_SUPPLIED DATA_
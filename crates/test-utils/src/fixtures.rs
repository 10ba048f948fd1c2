// Copyright (c) 2025 woxQAQ
//
// Licensed under the MIT License or Apache License 2.0
// See LICENSE files for details

//! Test fixtures built around a small school schema
//!
//! ```text
//! school.Student(id, name, gender, class_id)
//! school.Class(id, name, open)
//! ClubStudent(studentId, clubId)
//! ```

use typed_sql_ir::{
    BinaryExpr, ColumnDef, CreateTable, Delete, Expr, FromTable, FunctionExpr, InExpr, Insert,
    JoinClause, JoinOperator, Query, SchemaTable, SortDirection, Statement, Update, col, col_of,
    value,
};

/// Sample IR trees for testing
pub struct IrFixtures;

impl IrFixtures {
    /// `left = right`
    pub fn eq(left: Expr, right: Expr) -> Expr {
        match BinaryExpr::new("=", left, right) {
            Ok(expr) => expr.into(),
            Err(e) => panic!("fixture expression is invalid: {}", e),
        }
    }

    // ===== Queries =====

    /// `SELECT * FROM Student WHERE gender = "F"`
    pub fn female_students() -> Query {
        Query::builder()
            .from("Student")
            .where_clause(Self::eq(col("gender"), value("F")))
            .build()
    }

    /// Students joined to their open class, ordered by name
    pub fn students_with_class() -> Query {
        let join = JoinClause::new(
            JoinOperator::Left,
            SchemaTable::new("Class").with_alias("c"),
            [Self::eq(col_of("s", "class_id"), col_of("c", "id"))],
        )
        .unwrap_or_else(|e| panic!("fixture join is invalid: {}", e));
        Query::builder()
            .select(col_of("s", "name"))
            .select_as(col_of("c", "name"), "class")
            .from(FromTable::new(SchemaTable::new("Student").with_alias("s")).join(join))
            .order_by(col_of("s", "name"), SortDirection::Asc)
            .build()
    }

    /// Students belonging to any club, counted
    pub fn club_member_count() -> Query {
        let members = Query::builder()
            .select(col("studentId"))
            .from("ClubStudent")
            .build();
        let count = FunctionExpr::call("COUNT", [col("*")])
            .unwrap_or_else(|e| panic!("fixture function is invalid: {}", e));
        let in_clubs =
            InExpr::new(col("id"), members).unwrap_or_else(|e| panic!("fixture IN is invalid: {}", e));
        Query::builder()
            .select(count)
            .from("Student")
            .where_clause(in_clubs)
            .build()
    }

    // ===== Statements =====

    pub fn create_student_table() -> CreateTable {
        let mut builder = CreateTable::builder("Student");
        let columns = [
            ColumnDef::new("id", "INTEGER").primary_key().auto_increment(),
            ColumnDef::new("name", "VARCHAR").with_length(64).not_null(),
            ColumnDef::new("gender", "CHAR").with_length(1).not_null(),
            ColumnDef::new("class_id", "INTEGER"),
        ];
        for column in columns {
            if let Err(e) = builder.column(column) {
                panic!("fixture column is invalid: {}", e);
            }
        }
        builder.schema("school").if_not_exists(true).build()
    }

    pub fn insert_students() -> Insert {
        let mut builder = Insert::builder("Student");
        let result = builder
            .columns(["name", "gender"])
            .and_then(|b| b.values([value("Kennys Ng"), value("M")]))
            .and_then(|b| b.values([value("Mary"), value("F")]));
        if let Err(e) = result {
            panic!("fixture insert is invalid: {}", e);
        }
        builder.build()
    }

    pub fn rename_student() -> Update {
        Update::builder("Student")
            .set("name", value("Kenny"))
            .where_clause(Self::eq(col("id"), value(1)))
            .build()
    }

    pub fn delete_graduates() -> Delete {
        Delete::builder("Student")
            .where_clause(Self::eq(col("gender"), value("F")))
            .where_clause(Self::eq(col("year"), value(4)))
            .build()
    }

    /// One statement of every data-manipulating kind plus a query
    pub fn statements() -> Vec<Statement> {
        vec![
            Self::create_student_table().into(),
            Self::insert_students().into(),
            Self::female_students().into(),
            Self::students_with_class().into(),
            Self::club_member_count().into(),
            Self::rename_student().into(),
            Self::delete_graduates().into(),
        ]
    }
}

#[cfg(test)]
mod tests {
    use super::*;
    use typed_sql_ir::SqlNode;

    #[test]
    fn test_fixtures_validate() {
        for statement in IrFixtures::statements() {
            assert!(statement.validate().is_ok(), "{} is invalid", statement);
        }
    }

    #[test]
    fn test_female_students_sql() {
        assert_eq!(
            IrFixtures::female_students().to_sql().unwrap(),
            "SELECT * FROM `Student` WHERE `gender` = \"F\""
        );
    }
}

_TASK STATEMENT_
Each entry shown above should be copied out exactly.

_YOUR SOLUTION_
filename crates/test-utils/src/fixtures.rs
repository 10ba048f948fd1c2
// Copyright (c) 2025 woxQAQ
//
// Licensed under the MIT License or Apache License 2.0
// See LICENSE files for details

//! Test fixtures built around a small school schema
//!
//! ```text
//! school.Student(id, name, gender, class_id)
//! school.Class(id, name, open)
//! ClubStudent(studentId, clubId)
//! ```

use typed_sql_ir::{
    BinaryExpr, ColumnDef, CreateTable, Delete, Expr, FromTable, FunctionExpr, InExpr, Insert,
    JoinClause, JoinOperator, Query, SchemaTable, SortDirection, Statement, Update, col, col_of,
    value,
};

/// Sample IR trees for testing
pub struct IrFixtures;

impl IrFixtures {
    /// `left = right`
    pub fn eq(left: Expr, right: Expr) -> Expr {
        match BinaryExpr::new("=", left, right) {
            Ok(expr) => expr.into(),
            Err(e) => panic!("fixture expression is invalid: {}", e),
        }
    }

    // ===== Queries =====

    /// `SELECT * FROM Student WHERE gender = "F"`
    pub fn female_students() -> Query {
        Query::builder()
            .from("Student")
            .where_clause(Self::eq(col("gender"), value("F")))
            .build()
    }

    /// Students joined to their open class, ordered by name
    pub fn students_with_class() -> Query {
        let join = JoinClause::new(
            JoinOperator::Left,
            SchemaTable::new("Class").with_alias("c"),
            [Self::eq(col_of("s", "class_id"), col_of("c", "id"))],
        )
        .unwrap_or_else(|e| panic!("fixture join is invalid: {}", e));
        Query::builder()
            .select(col_of("s", "name"))
            .select_as(col_of("c", "name"), "class")
            .from(FromTable::new(SchemaTable::new("Student").with_alias("s")).join(join))
            .order_by(col_of("s", "name"), SortDirection::Asc)
            .build()
    }

    /// Students belonging to any club, counted
    pub fn club_member_count() -> Query {
        let members = Query::builder()
            .select(col("studentId"))
            .from("ClubStudent")
            .build();
        let count = FunctionExpr::call("COUNT", [col("*")])
            .unwrap_or_else(|e| panic!("fixture function is invalid: {}", e));
        let in_clubs =
            InExpr::new(col("id"), members).unwrap_or_else(|e| panic!("fixture IN is invalid: {}", e));
        Query::builder()
            .select(count)
            .from("Student")
            .where_clause(in_clubs)
            .build()
    }

    // ===== Statements =====

    pub fn create_student_table() -> CreateTable {
        let mut builder = CreateTable::builder("Student");
        let columns = [
            ColumnDef::new("id", "INTEGER").primary_key().auto_increment(),
            ColumnDef::new("name", "VARCHAR").with_length(64).not_null(),
            ColumnDef::new("gender", "CHAR").with_length(1).not_null(),
            ColumnDef::new("class_id", "INTEGER"),
        ];
        for column in columns {
            if let Err(e) = builder.column(column) {
                panic!("fixture column is invalid: {}", e);
            }
        }
        builder.schema("school").if_not_exists(true).build()
    }

    pub fn insert_students() -> Insert {
        let mut builder = Insert::builder("Student");
        let result = builder
            .columns(["name", "gender"])
            .and_then(|b| b.values([value("Kennys Ng"), value("M")]))
            .and_then(|b| b.values([value("Mary"), value("F")]));
        if let Err(e) = result {
            panic!("fixture insert is invalid: {}", e);
        }
        builder.build()
    }

    pub fn rename_student() -> Update {
        Update::builder("Student")
            .set("name", value("Kenny"))
            .where_clause(Self::eq(col("id"), value(1)))
            .build()
    }

    pub fn delete_graduates() -> Delete {
        Delete::builder("Student")
            .where_clause(Self::eq(col("gender"), value("F")))
            .where_clause(Self::eq(col("year"), value(4)))
            .build()
    }

    /// One statement of every data-manipulating kind plus a query
    pub fn statements() -> Vec<Statement> {
        vec![
            Self::create_student_table().into(),
            Self::insert_students().into(),
            Self::female_students().into(),
            Self::students_with_class().into(),
            Self::club_member_count().into(),
            Self::rename_student().into(),
            Self::delete_graduates().into(),
        ]
    }
}

#[cfg(test)]
mod tests {
    use super::*;
    use typed_sql_ir::SqlNode;

    #[test]
    fn test_fixtures_validate() {
        for statement in IrFixtures::statements() {
            assert!(statement.validate().is_ok(), "{} is invalid", statement);
        }
    }

    #[test]
    fn test_female_students_sql() {
        assert_eq!(
            IrFixtures::female_students().to_sql().unwrap(),
            "SELECT * FROM `Student` WHERE `gender` = \"F\""
        );
    }
}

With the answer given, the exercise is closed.